> [Exercise]: Take each line of the entries below that contains "TaskReport" and copy it.

(Stored data entries)
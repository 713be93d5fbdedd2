// Copyright (C) 2025 The Generia Authors
// SPDX-License-Identifier: AGPL-3.0-or-later
//! AI user generation.

use std::collections::HashSet;

use generia_core::{NewAiUser, TaskType};
use rand::seq::SliceRandom;
use rand::{Rng, RngCore};

use super::{
    EntityGenerator, GeneratedEntity, GenerationContext, GenerationError, GenerationStrategy,
    PREALLOCATE_LIMIT, random_id, random_window,
};

const PREFIXES: [&str; 40] = [
    "cyber", "neon", "flux", "pixel", "synth", "vapor", "retro", "future", "space", "star",
    "astro", "cosmo", "lunar", "solar", "galaxy", "nebula", "orbit", "quantum", "atom", "data",
    "glitch", "bit", "byte", "tech", "digital", "virtual", "electric", "spark", "surge", "wave",
    "echo", "pulse", "signal", "code", "algo", "crypto", "nexus", "matrix", "vector", "grid",
];

const SUFFIXES: [&str; 40] = [
    "runner", "racer", "rider", "walker", "drifter", "hunter", "seeker", "finder", "watcher",
    "gazer", "dreamer", "thinker", "maker", "builder", "crafter", "weaver", "smith", "wright",
    "mind", "soul", "heart", "spirit", "ghost", "phantom", "shadow", "light", "flame", "spark",
    "glow", "shine", "wave", "storm", "cloud", "rain", "wind", "breeze", "quake", "shock",
    "blast", "burst",
];

/// Random draws before falling back to a counter suffix.
const MAX_NAME_ATTEMPTS: usize = 32;

/// Words of the prompt quoted in a user description.
const DESCRIPTION_WORDS: usize = 10;

/// Generates AI users with `prefix_suffix` usernames.
#[derive(Debug, Clone, Copy, Default)]
pub struct UserStrategy;

impl GenerationStrategy for UserStrategy {
    fn task_type(&self) -> TaskType {
        TaskType::Users
    }

    fn start(
        &self,
        ctx: &GenerationContext<'_>,
    ) -> Result<Box<dyn EntityGenerator>, GenerationError> {
        Ok(Box::new(UserGenerator {
            world_id: ctx.world_id.to_string(),
            prompt: ctx.prompt.to_string(),
            remaining: ctx.count,
            taken: HashSet::with_capacity(ctx.count.min(PREALLOCATE_LIMIT)),
        }))
    }

    fn completion_message(&self, generated: usize) -> String {
        format!("Generated {} AI users", generated)
    }
}

struct UserGenerator {
    world_id: String,
    prompt: String,
    remaining: usize,
    taken: HashSet<String>,
}

impl UserGenerator {
    fn draw_username(rng: &mut dyn RngCore) -> String {
        let prefix = PREFIXES.choose(rng).copied().unwrap_or("cyber");
        let suffix = SUFFIXES.choose(rng).copied().unwrap_or("runner");
        // 3 in 10 names carry a number.
        if rng.gen_range(0..10) > 6 {
            format!("{}_{}{}", prefix, suffix, rng.gen_range(0..1000))
        } else {
            format!("{}_{}", prefix, suffix)
        }
    }

    fn unique_username(&mut self, rng: &mut dyn RngCore) -> String {
        let mut candidate = Self::draw_username(rng);
        for _ in 1..MAX_NAME_ATTEMPTS {
            if !self.taken.contains(&candidate) {
                break;
            }
            candidate = Self::draw_username(rng);
        }

        let mut username = candidate.clone();
        let mut n = self.taken.len();
        while self.taken.contains(&username) {
            username = format!("{}_{}", candidate, n);
            n += 1;
        }
        self.taken.insert(username.clone());
        username
    }

    fn description(&self, rng: &mut dyn RngCore) -> String {
        let words: Vec<&str> = self.prompt.split_whitespace().collect();
        match random_window(&words, DESCRIPTION_WORDS, rng) {
            Some(excerpt) => format!("A user from the world of {}", excerpt),
            None => format!("A user from {}", self.prompt),
        }
    }
}

impl EntityGenerator for UserGenerator {
    fn next_entity(&mut self, rng: &mut dyn RngCore) -> Option<GeneratedEntity> {
        if self.remaining == 0 {
            return None;
        }
        self.remaining -= 1;

        let id = random_id(rng);
        let username = self.unique_username(rng);
        let description = self.description(rng);

        Some(GeneratedEntity::User(NewAiUser {
            id,
            world_id: self.world_id.clone(),
            username,
            description,
        }))
    }

    fn remaining(&self) -> usize {
        self.remaining
    }
}

#[cfg(test)]
mod tests {
    use super::*;
    use rand::SeedableRng;
    use rand::rngs::StdRng;

    fn users(prompt: &str, count: usize, seed: u64) -> Vec<NewAiUser> {
        let ctx = GenerationContext {
            world_id: "world-1",
            prompt,
            count,
            authors: &[],
        };
        UserStrategy
            .generate(&ctx, &mut StdRng::seed_from_u64(seed))
            .unwrap()
            .into_iter()
            .map(|e| match e {
                GeneratedEntity::User(u) => u,
                other => panic!("expected user, got {other:?}"),
            })
            .collect()
    }

    #[test]
    fn test_generates_exactly_n_unique_usernames() {
        for n in [0, 1, 5, 40, 200] {
            let batch = users("a neon city", n, n as u64);
            assert_eq!(batch.len(), n);

            let names: HashSet<_> = batch.iter().map(|u| u.username.as_str()).collect();
            assert_eq!(names.len(), n, "duplicate usernames in batch of {n}");

            let ids: HashSet<_> = batch.iter().map(|u| u.id.as_str()).collect();
            assert_eq!(ids.len(), n);
        }
    }

    #[test]
    fn test_username_shape() {
        for user in users("p", 100, 42) {
            let (prefix, rest) = user.username.split_once('_').unwrap();
            assert!(PREFIXES.contains(&prefix), "bad prefix in {}", user.username);
            let suffix = rest.trim_end_matches(|c: char| c.is_ascii_digit() || c == '_');
            assert!(SUFFIXES.contains(&suffix), "bad suffix in {}", user.username);
            assert_eq!(user.world_id, "world-1");
        }
    }

    #[test]
    fn test_some_usernames_carry_numbers() {
        let numbered = users("p", 200, 7)
            .iter()
            .filter(|u| u.username.ends_with(|c: char| c.is_ascii_digit()))
            .count();
        assert!(numbered > 0 && numbered < 200);
    }

    #[test]
    fn test_short_prompt_description() {
        let batch = users("a quiet desert town", 3, 1);
        for user in batch {
            assert_eq!(user.description, "A user from a quiet desert town");
        }
    }

    #[test]
    fn test_long_prompt_description_uses_ten_word_excerpt() {
        let prompt = "one two three four five six seven eight nine ten eleven twelve thirteen";
        for user in users(prompt, 10, 5) {
            let excerpt = user
                .description
                .strip_prefix("A user from the world of ")
                .unwrap();
            assert_eq!(excerpt.split(' ').count(), 10);
            assert!(prompt.contains(excerpt));
        }
    }

    #[test]
    fn test_same_seed_same_users() {
        assert_eq!(users("p q r", 10, 99), users("p q r", 10, 99));
        assert_ne!(users("p q r", 10, 99), users("p q r", 10, 100));
    }
}
// Copyright (C) 2025 The Generia Authors
// SPDX-License-Identifier: AGPL-3.0-or-later
//! Task worker loop.
//!
//! One worker drains the task queue sequentially:
//!
//! 1. Claim the oldest pending task through the [`TaskScheduler`].
//! 2. Mark the owning world as generating.
//! 3. Resolve the world, parameters and strategy, failing the task when any
//!    of them is unusable.
//! 4. Generate and persist entities one at a time, checking for shutdown
//!    before each one.
//! 5. Finalize the task (retrying transient store errors) and run the
//!    completion check for its world.
//!
//! A task interrupted by shutdown is left in_progress. Entities already
//! written by a failed task are not rolled back; their ids are recorded in
//! the task result.

use std::sync::Arc;
use std::time::Duration;

use generia_core::{
    MAX_TASK_COUNT, StoreError, TaskRecord, TaskResult, TaskStatus, TaskStore, WorldRecord,
};
use rand::SeedableRng;
use rand::rngs::StdRng;
use tokio_util::sync::CancellationToken;
use tracing::{debug, error, info, warn};

use crate::aggregator::{CompletionAggregator, CompletionOutcome, CompletionPolicy};
use crate::generation::{
    GeneratedEntity, GenerationContext, PREALLOCATE_LIMIT, StrategyRegistry,
};
use crate::retry::{RetryError, RetryPolicy, retry_with_backoff};
use crate::scheduler::{ClaimOutcome, TaskScheduler};

/// Configuration for the task worker.
#[derive(Debug, Clone)]
pub struct WorkerConfig {
    /// Idle wait when the queue is empty or the store is unreachable.
    pub poll_interval: Duration,
    /// Pause between two processed tasks.
    pub task_delay: Duration,
    /// Pause after a task could not be marked in_progress.
    pub claim_retry_delay: Duration,
    /// Backoff for transient errors while finalizing a task.
    pub finalize_retry: RetryPolicy,
    pub completion_policy: CompletionPolicy,
    /// Fixed seed for generation. Entropy when unset.
    pub rng_seed: Option<u64>,
}

impl Default for WorkerConfig {
    fn default() -> Self {
        Self {
            poll_interval: Duration::from_secs(5),
            task_delay: Duration::from_millis(500),
            claim_retry_delay: Duration::from_secs(1),
            finalize_retry: RetryPolicy::default(),
            completion_policy: CompletionPolicy::default(),
            rng_seed: None,
        }
    }
}

/// How a claimed task ended.
#[derive(Debug, Clone, Copy, PartialEq, Eq)]
pub enum TaskDisposition {
    Completed,
    Failed,
    /// Shutdown was requested mid-task; the task is still in_progress.
    Abandoned,
    /// The terminal write did not succeed; the task is still in_progress.
    FinalizeFailed,
}

/// Summary of one processed task.
#[derive(Debug, Clone)]
pub struct TaskReport {
    pub task_id: String,
    pub world_id: String,
    pub task_type: String,
    pub disposition: TaskDisposition,
    pub generated_count: usize,
    /// Completion check result, when the task was finalized and the check ran.
    pub world_outcome: Option<CompletionOutcome>,
}

/// Result of [`TaskWorker::run_once`].
#[derive(Debug)]
pub enum IterationOutcome {
    /// No pending task.
    Idle,
    /// The store could not be queried.
    StoreUnavailable(StoreError),
    /// A task was found but could not be marked in_progress.
    ClaimFailed { task_id: String },
    Processed(TaskReport),
}

/// Terminal write the worker wants to make, or the lack of one.
enum Execution {
    Finished {
        status: TaskStatus,
        result: TaskResult,
    },
    Abandoned {
        generated: usize,
    },
}

impl Execution {
    fn failed(message: impl Into<String>) -> Self {
        Self::Finished {
            status: TaskStatus::Failed,
            result: TaskResult::failed(message),
        }
    }
}

/// Sequential generation task worker.
pub struct TaskWorker {
    store: Arc<dyn TaskStore>,
    scheduler: Arc<dyn TaskScheduler>,
    strategies: StrategyRegistry,
    aggregator: CompletionAggregator,
    config: WorkerConfig,
    rng: StdRng,
    cancel: CancellationToken,
}

impl TaskWorker {
    pub fn new(
        store: Arc<dyn TaskStore>,
        scheduler: Arc<dyn TaskScheduler>,
        config: WorkerConfig,
    ) -> Self {
        let rng = match config.rng_seed {
            Some(seed) => StdRng::seed_from_u64(seed),
            None => StdRng::from_entropy(),
        };
        Self {
            aggregator: CompletionAggregator::new(store.clone(), config.completion_policy),
            store,
            scheduler,
            strategies: StrategyRegistry::with_defaults(),
            config,
            rng,
            cancel: CancellationToken::new(),
        }
    }

    /// Replace the strategy registry.
    pub fn with_strategies(mut self, strategies: StrategyRegistry) -> Self {
        self.strategies = strategies;
        self
    }

    /// Token that stops the worker. Cancelling it mid-task abandons the task.
    pub fn shutdown_handle(&self) -> CancellationToken {
        self.cancel.clone()
    }

    /// Run until shutdown.
    pub async fn run(mut self) {
        info!(
            poll_interval_ms = self.config.poll_interval.as_millis() as u64,
            task_delay_ms = self.config.task_delay.as_millis() as u64,
            strategies = self.strategies.len(),
            "Task worker started"
        );

        while !self.cancel.is_cancelled() {
            let pause = match self.run_once().await {
                IterationOutcome::Idle | IterationOutcome::StoreUnavailable(_) => {
                    self.scheduler
                        .wait_for_work(self.config.poll_interval, &self.cancel)
                        .await;
                    continue;
                }
                IterationOutcome::ClaimFailed { .. } => self.config.claim_retry_delay,
                IterationOutcome::Processed(_) => self.config.task_delay,
            };

            tokio::select! {
                biased;
                _ = self.cancel.cancelled() => break,
                _ = tokio::time::sleep(pause) => {}
            }
        }

        info!("Task worker stopped");
    }

    /// Claim and process at most one task. Never sleeps.
    pub async fn run_once(&mut self) -> IterationOutcome {
        let task = match self.scheduler.claim_next().await {
            Ok(ClaimOutcome::Claimed(task)) => task,
            Ok(ClaimOutcome::Empty) => {
                debug!("No pending tasks");
                return IterationOutcome::Idle;
            }
            Ok(ClaimOutcome::MarkFailed { task_id, error }) => {
                error!(task_id = %task_id, error = %error, "Failed to mark task in progress");
                return IterationOutcome::ClaimFailed { task_id };
            }
            Err(e) => {
                error!(error = %e, "Failed to fetch pending task");
                return IterationOutcome::StoreUnavailable(e);
            }
        };

        IterationOutcome::Processed(self.process(task).await)
    }

    async fn process(&mut self, task: TaskRecord) -> TaskReport {
        info!(
            task_id = %task.id,
            world_id = %task.world_id,
            task_type = %task.task_type,
            "Processing task"
        );

        if let Err(e) = self.aggregator.mark_started(&task.world_id).await {
            warn!(world_id = %task.world_id, error = %e, "Failed to mark world generation started");
        }

        let mut report = TaskReport {
            task_id: task.id.clone(),
            world_id: task.world_id.clone(),
            task_type: task.task_type.clone(),
            disposition: TaskDisposition::Abandoned,
            generated_count: 0,
            world_outcome: None,
        };

        let (status, result) = match self.execute(&task).await {
            Execution::Abandoned { generated } => {
                warn!(
                    task_id = %task.id,
                    generated,
                    "Shutdown requested, leaving task in progress"
                );
                report.generated_count = generated;
                return report;
            }
            Execution::Finished { status, result } => (status, result),
        };
        report.generated_count = result.generated_count.unwrap_or(0);

        if let Err(e) = self.finalize(&task.id, status, &result).await {
            error!(task_id = %task.id, status = %status, error = %e, "Failed to finalize task");
            report.disposition = TaskDisposition::FinalizeFailed;
            return report;
        }

        if status == TaskStatus::Completed {
            report.disposition = TaskDisposition::Completed;
            info!(task_id = %task.id, message = %result.message, "Task completed");
        } else {
            report.disposition = TaskDisposition::Failed;
            warn!(task_id = %task.id, message = %result.message, "Task failed");
        }

        match self.aggregator.check_and_advance(&task.world_id).await {
            Ok(outcome) => report.world_outcome = Some(outcome),
            Err(e) => {
                error!(world_id = %task.world_id, error = %e, "Failed to check world completion");
            }
        }
        report
    }

    async fn execute(&mut self, task: &TaskRecord) -> Execution {
        let world: WorldRecord = match self.store.get_world(&task.world_id).await {
            Ok(Some(world)) => world,
            Ok(None) => {
                return Execution::failed(format!(
                    "Failed to get world info: world '{}' not found",
                    task.world_id
                ));
            }
            Err(e) => return Execution::failed(format!("Failed to get world info: {}", e)),
        };

        let Some(strategy) = self.strategies.get(&task.task_type) else {
            return Execution::failed(format!("Unknown task type: {}", task.task_type));
        };

        let parameters = match task.parameters() {
            Ok(parameters) => parameters.resolve(strategy.task_type(), &world.prompt),
            Err(e) => return Execution::failed(format!("Invalid task parameters: {}", e)),
        };
        if parameters.exceeds_limit() {
            return Execution::failed(format!(
                "Invalid task parameters: count {} exceeds {}",
                parameters.count, MAX_TASK_COUNT
            ));
        }

        let authors = if strategy.requires_authors() {
            match self.store.list_ai_user_ids(&task.world_id).await {
                Ok(authors) => authors,
                Err(e) => return Execution::failed(format!("Failed to get AI users: {}", e)),
            }
        } else {
            Vec::new()
        };

        if self.cancel.is_cancelled() {
            return Execution::Abandoned { generated: 0 };
        }

        let ctx = GenerationContext {
            world_id: &task.world_id,
            prompt: &parameters.world_prompt,
            count: usize::try_from(parameters.count).unwrap_or(0),
            authors: &authors,
        };
        let mut generator = match strategy.start(&ctx) {
            Ok(generator) => generator,
            Err(e) => return Execution::failed(e.to_string()),
        };

        let mut ids = Vec::with_capacity(generator.remaining().min(PREALLOCATE_LIMIT));
        loop {
            if self.cancel.is_cancelled() {
                return Execution::Abandoned {
                    generated: ids.len(),
                };
            }
            let Some(entity) = generator.next_entity(&mut self.rng) else {
                break;
            };
            if let Err(e) = self.persist(&entity).await {
                return Execution::Finished {
                    status: TaskStatus::Failed,
                    result: TaskResult::failed_partial(
                        format!("Failed to save AI {}: {}", entity.kind(), e),
                        ids,
                    ),
                };
            }
            debug!(task_id = %task.id, entity_id = %entity.id(), kind = entity.kind(), "Entity saved");
            ids.push(entity.id().to_string());
        }

        Execution::Finished {
            status: TaskStatus::Completed,
            result: TaskResult::completed(strategy.completion_message(ids.len()), ids),
        }
    }

    async fn persist(&self, entity: &GeneratedEntity) -> Result<(), StoreError> {
        match entity {
            GeneratedEntity::User(user) => self.store.insert_ai_user(user).await,
            GeneratedEntity::Post(post) => self.store.insert_ai_post(post).await,
        }
    }

    async fn finalize(
        &self,
        task_id: &str,
        status: TaskStatus,
        result: &TaskResult,
    ) -> Result<(), StoreError> {
        let mut attempts: u32 = 0;
        let outcome = retry_with_backoff(
            &self.config.finalize_retry,
            "finalize_task",
            StoreError::is_transient,
            || {
                attempts += 1;
                self.store.finalize(task_id, status, result)
            },
        )
        .await
        .map_err(RetryError::into_inner);

        match outcome {
            // An earlier attempt committed but its response was lost.
            Err(StoreError::InvalidTaskState { actual, .. })
                if attempts > 1 && actual == status.as_str() =>
            {
                debug!(task_id = %task_id, status = %status, "Task already finalized by a retried attempt");
                Ok(())
            }
            other => other,
        }
    }
}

> [Reply]:
pub struct TaskReport {
    Processed(TaskReport),
    async fn process(&mut self, task: TaskRecord) -> TaskReport {
        let mut report = TaskReport {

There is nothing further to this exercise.